There are internal clocks you can call to ensure you do things at the right rate.

But in the past certain games were linked to processor speed, so having a faster processor can make certain things happen faster.

Then to make it all more complicated there is also your internet connection speed.

So there were lots of examples of issues, since trying to to take into account time, processor speed and network connection is hard, so often you have weird artefacts depending on these.

Computers usually know exactly how fast they are and can time things accordingly. Time-sensitive software is programmed in such a way that the actual logic code will run, figure out how long to wait for until it needs to run again, then wait that amount of time.

Clocks. This brings to mind the old 386 days when a faster computer would play the game faster. Until computers became so fast it was impossible to play the old games. Try playing the original Wolfenstein on an 8 core i7…

Fun fact, during an interview process for an airline, we had to play a mini game (to test basic hand eye coordination and reflexes I guess).
I figured out the game was computer speed dependant and quickly ditched my gaming laptop for the old pentium + crt screen in the basement.
Got through to the next part easily 🙂

It’s like your computer knows how much power it has and adjusts the speed of the game accordingly, just like how you can control the speed of a toy car

So it won’t go too fast or too slow.

Games are programmed to update frames using delta time. However, if they aren’t then what you said will occur.

So there’s two ways to handle this.

The first is by padding out NOP instructions, which basically tells the CPU to “do nothing”. This is what early console games did, since every console had the same hardware and ran at the same speed, they could just write the main loop to do everything it needed to do, then put in enough NOPs to make it run at whatever speed they wanted. This actually does result in a “fast forward” effect if you try to run them on faster hardware.

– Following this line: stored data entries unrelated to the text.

//! A small thread-safe TTL cache keyed by string.
//!
//! Expired entries are dropped lazily on lookup and swept on insert once
//! the map grows past [`SWEEP_THRESHOLD`].

use std::collections::HashMap;
use std::sync::{Mutex, MutexGuard};
use std::time::{Duration, Instant};

use serde::Serialize;

const SWEEP_THRESHOLD: usize = 1024;

struct Entry<V> {
    value: V,
    expires_at: Instant,
}

struct Inner<V> {
    entries: HashMap<String, Entry<V>>,
    hits: u64,
    misses: u64,
}

/// Hit/miss counters and current size.
#[derive(Debug, Clone, Copy, PartialEq, Eq, Serialize)]
pub struct CacheStats {
    pub entries: usize,
    pub hits: u64,
    pub misses: u64,
}

pub struct TtlCache<V> {
    ttl: Duration,
    inner: Mutex<Inner<V>>,
}

impl<V: Clone> TtlCache<V> {
    pub fn new(ttl: Duration) -> Self {
        Self {
            ttl,
            inner: Mutex::new(Inner {
                entries: HashMap::new(),
                hits: 0,
                misses: 0,
            }),
        }
    }

    pub fn ttl(&self) -> Duration {
        self.ttl
    }

    fn lock(&self) -> MutexGuard<'_, Inner<V>> {
        self.inner.lock().unwrap_or_else(|poisoned| poisoned.into_inner())
    }

    pub fn get(&self, key: &str) -> Option<V> {
        let mut inner = self.lock();
        let now = Instant::now();
        let fresh = match inner.entries.get(key) {
            Some(entry) if entry.expires_at > now => Some(entry.value.clone()),
            Some(_) => {
                inner.entries.remove(key);
                None
            }
            None => None,
        };
        if fresh.is_some() {
            inner.hits += 1;
        } else {
            inner.misses += 1;
        }
        fresh
    }

    pub fn insert(&self, key: impl Into<String>, value: V) {
        let ttl = self.ttl;
        self.insert_with_ttl(key, value, ttl);
    }

    pub fn insert_with_ttl(&self, key: impl Into<String>, value: V, ttl: Duration) {
        let mut inner = self.lock();
        let now = Instant::now();
        if inner.entries.len() >= SWEEP_THRESHOLD {
            inner.entries.retain(|_, e| e.expires_at > now);
        }
        inner.entries.insert(
            key.into(),
            Entry {
                value,
                expires_at: now + ttl,
            },
        );
    }

    pub fn remove(&self, key: &str) -> Option<V> {
        self.lock().entries.remove(key).map(|e| e.value)
    }

    pub fn clear(&self) {
        self.lock().entries.clear();
    }

    pub fn stats(&self) -> CacheStats {
        let inner = self.lock();
        CacheStats {
            entries: inner.entries.len(),
            hits: inner.hits,
            misses: inner.misses,
        }
    }
}

#[cfg(test)]
mod tests {
    use super::*;

    #[test]
    fn test_get_after_insert() {
        let cache = TtlCache::new(Duration::from_secs(60));
        cache.insert("a", 1);
        assert_eq!(cache.get("a"), Some(1));
        assert_eq!(cache.get("b"), None);
        let stats = cache.stats();
        assert_eq!(stats.hits, 1);
        assert_eq!(stats.misses, 1);
        assert_eq!(stats.entries, 1);
    }

    #[test]
    fn test_entries_expire() {
        let cache = TtlCache::new(Duration::from_millis(10));
        cache.insert("a", "value".to_string());
        std::thread::sleep(Duration::from_millis(30));
        assert_eq!(cache.get("a"), None);
        assert_eq!(cache.stats().entries, 0);
    }

    #[test]
    fn test_remove_and_clear() {
        let cache = TtlCache::new(Duration::from_secs(60));
        cache.insert("a", 1);
        cache.insert("b", 2);
        assert_eq!(cache.remove("a"), Some(1));
        assert_eq!(cache.get("a"), None);
        cache.clear();
        assert_eq!(cache.get("b"), None);
    }

    #[test]
    fn test_per_entry_ttl() {
        let cache = TtlCache::new(Duration::from_secs(60));
        cache.insert_with_ttl("short", 1, Duration::from_millis(5));
        cache.insert("long", 2);
        std::thread::sleep(Duration::from_millis(20));
        assert_eq!(cache.get("short"), None);
        assert_eq!(cache.get("long"), Some(2));
    }
}
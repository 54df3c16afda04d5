//! Saturation calculator: competitor count → level, market type, TAM bucket.
//!
//! Two entry points reduce their input to a single competitor count
//! differently:
//!
//! - [`from_aggregated_score`] uses `total_competitors`, which the
//!   aggregator computes as the **sum** across sources.
//! - [`from_source_list`] takes the **maximum** single-source count, falling
//!   back to the sum only when every source reported zero. This path is used
//!   by enrichment runs that have no aggregated score yet.

use chrono::{DateTime, Utc};

use crate::models::{AggregatedScore, MarketType, Saturation, SaturationLevel, SourceResult};

pub fn level_for(count: usize) -> SaturationLevel {
    if count >= 50 {
        SaturationLevel::High
    } else if count >= 10 {
        SaturationLevel::Medium
    } else {
        SaturationLevel::Low
    }
}

pub fn market_type_for(count: usize) -> MarketType {
    if count >= 20 {
        MarketType::RedOcean
    } else {
        MarketType::BlueOcean
    }
}

pub fn tam_for(count: usize) -> &'static str {
    match count {
        c if c >= 100 => "$1B+",
        c if c >= 50 => "$500M+",
        c if c >= 20 => "$100M+",
        c if c >= 10 => "$50M+",
        c if c > 0 => "$10M+",
        _ => "Unknown",
    }
}

/// Builds a [`Saturation`] for an already-reduced competitor count.
pub fn from_competitor_count(count: usize, now: DateTime<Utc>) -> Saturation {
    Saturation {
        level: level_for(count),
        competitor_count: count,
        market_type: market_type_for(count),
        tam: tam_for(count).to_string(),
        last_verified: now,
    }
}

pub fn from_aggregated_score(score: &AggregatedScore) -> Saturation {
    from_competitor_count(score.total_competitors, Utc::now())
}

pub fn from_source_list(sources: &[SourceResult]) -> Saturation {
    from_competitor_count(reduce_sources(sources), Utc::now())
}

/// Max-of-sources reduction used by [`from_source_list`].
pub fn reduce_sources(sources: &[SourceResult]) -> usize {
    let max = sources
        .iter()
        .map(SourceResult::competitor_count)
        .max()
        .unwrap_or(0);
    if max > 0 {
        max
    } else {
        sources.iter().map(SourceResult::competitor_count).sum()
    }
}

With newer games you first read the clock into a variable we’ll call T, do all the stuff you need to do, then just sit there and keep reading the clock until it reads T+10ms before you run the loop again. That means the loop will run once every 10ms.

In both cases, the stuff you do in the loop is: check inputs to see if a button is pressed, react accordingly, update the character’s position, then render the results on the screen.

Edit: since you’re reading from a realtime clock, all that matters is that the CPU can complete all tasks within the disired timeframe. It will run at the same speed on all hardware that is at least fast enough to beat the clock.